The Name portion should be a user-friendly name. With this approach, the names are both long and descriptive. The end user will be employing a browser of some sort to select named services from a list. As they will not have to type the service name every time they want to use a service, the names should not be cryptic for the sake of making them shorter. So, for example, there could be a service with the full name 3rd Floor Meeting http://Rooms._ipp_tcp.examples.com . Notice that the service name can contain spaces as well as dots, percent signs, and other symbols. The character set is also not restricted to US-ASCII; users are free to choose names using any legal Unicode characters.

Ease of Use

When a device is first connected to a network, it must manually or automatically gather information about the local network. With mobile devices, this happens often enough that it is unreasonable to require that a human configure the device every time the device joins a new link. For example, where a site offers one or more DNS domains with services available for browsing, the device should be able to learn this from the network, rather than requiring it to be manually configured by the human user.

The list of services displayed in the browser should be dynamic. You have seen discovery mechanisms that use an icon or dialog to indicate that the list of services is being updated.

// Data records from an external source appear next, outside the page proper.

//! The register-based virtual machine.
//!
//! One [`Vm`] owns a contiguous register stack of values, a frame stack, a
//! global hashmap, a class-descriptor hashmap, and a current-trap slot.
//! [`Vm::call_function`] is the single public entry point: it accepts any
//! function value — native, script, top-level program or closure — with an
//! explicit argument vector, and it is re-entrant, so natives invoked by
//! CALL may call back into the VM. Each entry establishes a boundary frame
//! whose return address takes the native sentinel; RET from that frame
//! hands the value back to the host caller instead of continuing dispatch.
//!
//! Errors follow the first-writer-wins trap protocol: the first failure is
//! materialised with its word address and stack trace, remaining frames are
//! unwound to the entry boundary, and the trap stays readable until the
//! next outermost entry clears it.

use crate::error::{FrameInfo, RuntimeError, RuntimeTrap};
use crate::map::ValueMap;
use crate::params::VmParams;
use crate::value::Value;

use sable_asm::{RegisterId, Word};

mod alu;
mod dispatch;
mod flow;
mod frame;
mod index;
mod property;
mod symtab;

use frame::CallFrame;

/// A virtual machine instance.
///
/// The register stack grows geometrically; all internal addressing is by
/// slot index, never by pointer, so growth never invalidates a frame.
#[derive(Debug, Default)]
pub struct Vm {
    stack: Vec<Value>,
    frames: Vec<CallFrame>,
    globals: ValueMap,
    classes: ValueMap,
    trap: Option<RuntimeTrap>,
    params: VmParams,
    ip: usize,
}

impl Vm {
    /// VM with default limits.
    pub fn new() -> Self {
        Self::default()
    }

    /// VM with explicit limits.
    pub fn with_params(params: VmParams) -> Self {
        Self {
            params,
            ..Self::default()
        }
    }

    /// The configured limits.
    pub const fn params(&self) -> &VmParams {
        &self.params
    }

    /// Call any function value with the given arguments.
    ///
    /// An outermost call (no script frame live) clears the previous trap
    /// and any state it left behind; re-entrant calls from natives leave
    /// the surrounding execution untouched.
    pub fn call_function(&mut self, func: &Value, args: &[Value]) -> Result<Value, RuntimeTrap> {
        if self.frames.is_empty() {
            self.trap = None;
            self.stack.clear();
            self.ip = 0;
        }

        self.call_value_trapped(func, args)
    }

    /// The materialised error of the last failed run, until the next
    /// outermost entry.
    pub fn last_trap(&self) -> Option<&RuntimeTrap> {
        self.trap.as_ref()
    }

    /// Stack trace of the last trap: callee names, innermost first.
    pub fn backtrace(&self) -> &[FrameInfo] {
        self.trap
            .as_ref()
            .map(|t| t.backtrace.as_slice())
            .unwrap_or(&[])
    }

    /// Value of a global; nil when unset.
    pub fn get_global(&self, name: &str) -> Value {
        self.globals.get_str(name)
    }

    /// Define or replace a global. Host-side registration overwrites;
    /// script-side GLBVAL does not.
    pub fn set_global(&mut self, name: &str, value: Value) {
        self.globals.set_str(name, value);
    }

    /// Register a class descriptor under a type-tag or identity key.
    ///
    /// Primitive types are keyed by their type-name string (`"string"`,
    /// `"array"`, …); host pointers by identity.
    pub fn set_class(&mut self, tag: Value, class: Value) -> Result<(), RuntimeError> {
        self.classes
            .insert(tag, class)
            .map_err(|k| RuntimeError::InvalidKey(k.describe()))
    }

    /* INTERNAL PLUMBING */

    pub(crate) fn frame(&self) -> Result<&CallFrame, RuntimeError> {
        self.frames
            .last()
            .ok_or(RuntimeError::Bug("no active frame"))
    }

    pub(crate) fn frame_mut(&mut self) -> Result<&mut CallFrame, RuntimeError> {
        self.frames
            .last_mut()
            .ok_or(RuntimeError::Bug("no active frame"))
    }

    /// Absolute stack index of a register of the current frame.
    pub(crate) fn reg_index(&self, reg: RegisterId) -> Result<usize, RuntimeError> {
        let frame = self.frame()?;
        let offset = reg as usize;

        if offset < frame.slots() {
            Ok(frame.base + offset)
        } else {
            Err(RuntimeError::RegisterOutOfFrame(reg))
        }
    }

    pub(crate) fn reg(&self, reg: RegisterId) -> Result<&Value, RuntimeError> {
        let index = self.reg_index(reg)?;
        Ok(&self.stack[index])
    }

    /// Store into a register. Callers compute the value before this runs,
    /// which keeps destination/source aliasing sound: the old occupant is
    /// released by the assignment itself.
    pub(crate) fn set_reg(&mut self, reg: RegisterId, value: Value) -> Result<(), RuntimeError> {
        let index = self.reg_index(reg)?;
        self.stack[index] = value;
        Ok(())
    }

    /// Read and advance past the word at the instruction pointer.
    pub(crate) fn fetch(&mut self) -> Result<Word, RuntimeError> {
        let frame = self.frame()?;

        if self.ip >= frame.program.symtab_offset() {
            return Err(RuntimeError::JumpOutOfBounds);
        }

        let word = frame.program.code()[self.ip];
        self.ip += 1;
        Ok(word)
    }

    /// Pop the top frame, releasing every register slot and the argv cache
    /// in one stack truncation.
    pub(crate) fn pop_frame(&mut self) -> Option<CallFrame> {
        let frame = self.frames.pop()?;
        self.stack.truncate(frame.base);
        Some(frame)
    }

    pub(crate) fn unwind_to(&mut self, depth: usize) {
        while self.frames.len() > depth {
            self.pop_frame();
        }
    }

    /// Callee names from the innermost frame outwards.
    pub(crate) fn capture_backtrace(&self) -> Vec<FrameInfo> {
        self.frames
            .iter()
            .rev()
            .map(|frame| FrameInfo::new(frame.callee_name()))
            .collect()
    }

    pub(crate) fn store_trap(&mut self, trap: &RuntimeTrap) {
        // First writer wins; a later error never overwrites the original.
        if self.trap.is_none() {
            self.trap = Some(trap.clone());
        }
    }
}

After some unacceptably long delay, a static list of results is displayed. The only way to refresh this list is for the user to press a refresh button or for the client application to regularly poll for available services. In a Zeroconf-based service browser, less than a second elapses from the time that a user initiates browsing to when she is presented with a list of results. The browser will not burden the network with frequent polling for available services. The list will update to add or remove services based on announcements from the services, from non-renewed leases, and from multicast messages from other devices attempting to use a listed service.

Summary

Zero Configuration Networking—Bonjour, as Apple calls it—provides a three-layer foundation to enable hardware and software makers to produce great products. Zeroconf doesn’t do printing. Zeroconf doesn’t do network music. Zeroconf doesn’t do photo sharing or multiuser document editing or instant messaging. What Zeroconf does is provide the rock-solid foundation so that those great products can be built without worrying that, from time to time, TCP/IP might fall apart and let them down.

Chapter 2 describes the first layer of the three-layer foundation: getting an IP address when there’s no working DHCP server. Chapter 3 describes the second layer: being able to refer to hosts by name when there’s no working DNS server. Chapter 4 describes the third layer: discovering what’s available on the network without having to ask the person sitting next to you for help. Chapter 5 extends Chapter 4’s local service discovery out to the global Internet. The second half of the book, Chapters 6 and onward, presents the APIs in various different languages that allow you to use local- and wide-area service discovery in your hardware and software products.